The required output is all lines below that contain the word "router".

[Data records]
+ + + +
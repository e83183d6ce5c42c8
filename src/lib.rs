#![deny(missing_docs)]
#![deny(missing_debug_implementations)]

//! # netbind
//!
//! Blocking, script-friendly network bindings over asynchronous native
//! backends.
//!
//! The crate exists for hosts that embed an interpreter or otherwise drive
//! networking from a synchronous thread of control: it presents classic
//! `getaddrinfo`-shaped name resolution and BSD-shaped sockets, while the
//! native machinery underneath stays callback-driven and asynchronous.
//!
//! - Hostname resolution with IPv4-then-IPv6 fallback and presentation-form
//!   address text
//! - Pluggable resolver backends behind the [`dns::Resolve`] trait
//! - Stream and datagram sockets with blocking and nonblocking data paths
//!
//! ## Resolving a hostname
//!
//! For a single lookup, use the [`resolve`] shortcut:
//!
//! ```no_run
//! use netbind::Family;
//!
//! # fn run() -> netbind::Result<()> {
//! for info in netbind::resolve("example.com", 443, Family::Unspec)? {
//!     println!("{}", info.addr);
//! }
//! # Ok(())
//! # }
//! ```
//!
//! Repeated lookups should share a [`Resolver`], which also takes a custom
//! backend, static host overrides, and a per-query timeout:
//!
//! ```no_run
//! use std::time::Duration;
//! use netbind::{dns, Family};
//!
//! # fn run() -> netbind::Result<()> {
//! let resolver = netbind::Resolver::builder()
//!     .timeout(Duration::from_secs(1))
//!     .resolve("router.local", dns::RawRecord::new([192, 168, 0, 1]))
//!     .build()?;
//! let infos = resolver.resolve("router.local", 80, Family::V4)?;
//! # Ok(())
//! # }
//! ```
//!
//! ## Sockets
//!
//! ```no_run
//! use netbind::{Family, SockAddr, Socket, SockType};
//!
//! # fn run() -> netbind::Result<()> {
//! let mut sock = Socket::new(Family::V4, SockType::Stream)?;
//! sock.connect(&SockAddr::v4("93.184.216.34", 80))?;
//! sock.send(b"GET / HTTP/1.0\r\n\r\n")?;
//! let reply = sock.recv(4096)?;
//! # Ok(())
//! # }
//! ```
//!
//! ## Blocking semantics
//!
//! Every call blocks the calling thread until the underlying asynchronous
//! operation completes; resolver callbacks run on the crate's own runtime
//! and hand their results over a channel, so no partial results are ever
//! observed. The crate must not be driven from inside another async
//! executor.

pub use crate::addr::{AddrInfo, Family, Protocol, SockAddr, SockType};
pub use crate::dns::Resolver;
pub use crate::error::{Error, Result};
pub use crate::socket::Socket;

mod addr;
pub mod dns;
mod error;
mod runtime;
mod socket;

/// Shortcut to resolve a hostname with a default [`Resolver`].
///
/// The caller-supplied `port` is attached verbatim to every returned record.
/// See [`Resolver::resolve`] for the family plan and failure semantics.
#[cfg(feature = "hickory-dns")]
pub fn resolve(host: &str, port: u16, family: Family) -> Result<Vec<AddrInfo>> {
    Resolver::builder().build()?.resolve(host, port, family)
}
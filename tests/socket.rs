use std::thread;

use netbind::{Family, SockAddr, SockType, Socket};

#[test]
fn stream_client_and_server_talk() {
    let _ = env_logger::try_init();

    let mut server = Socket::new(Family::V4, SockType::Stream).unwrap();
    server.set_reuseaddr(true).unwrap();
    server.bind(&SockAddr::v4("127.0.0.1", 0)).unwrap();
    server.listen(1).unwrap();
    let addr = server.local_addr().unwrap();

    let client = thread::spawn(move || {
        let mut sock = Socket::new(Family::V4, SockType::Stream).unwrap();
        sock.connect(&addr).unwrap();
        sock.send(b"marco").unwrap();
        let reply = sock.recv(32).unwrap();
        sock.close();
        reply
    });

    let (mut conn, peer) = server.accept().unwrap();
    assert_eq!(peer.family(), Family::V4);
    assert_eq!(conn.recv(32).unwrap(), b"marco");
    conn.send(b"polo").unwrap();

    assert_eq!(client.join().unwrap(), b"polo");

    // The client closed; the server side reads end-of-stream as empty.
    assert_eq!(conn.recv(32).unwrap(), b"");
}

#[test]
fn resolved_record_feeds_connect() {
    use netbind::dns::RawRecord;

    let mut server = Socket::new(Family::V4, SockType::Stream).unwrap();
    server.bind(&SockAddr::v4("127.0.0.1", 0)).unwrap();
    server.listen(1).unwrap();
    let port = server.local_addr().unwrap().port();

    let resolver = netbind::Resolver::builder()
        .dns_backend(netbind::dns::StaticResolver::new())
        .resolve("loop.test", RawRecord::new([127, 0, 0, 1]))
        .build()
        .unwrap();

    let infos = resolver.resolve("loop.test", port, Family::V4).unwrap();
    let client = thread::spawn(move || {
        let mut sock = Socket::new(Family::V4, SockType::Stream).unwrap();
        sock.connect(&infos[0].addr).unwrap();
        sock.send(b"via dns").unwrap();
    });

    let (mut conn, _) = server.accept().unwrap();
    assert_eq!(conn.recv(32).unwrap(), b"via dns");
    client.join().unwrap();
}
+ + + +
Response to the task =>
//!     .resolve("router.local", dns::RawRecord::new([192, 168, 0, 1]))
//! let infos = resolver.resolve("router.local", 80, Family::V4)?;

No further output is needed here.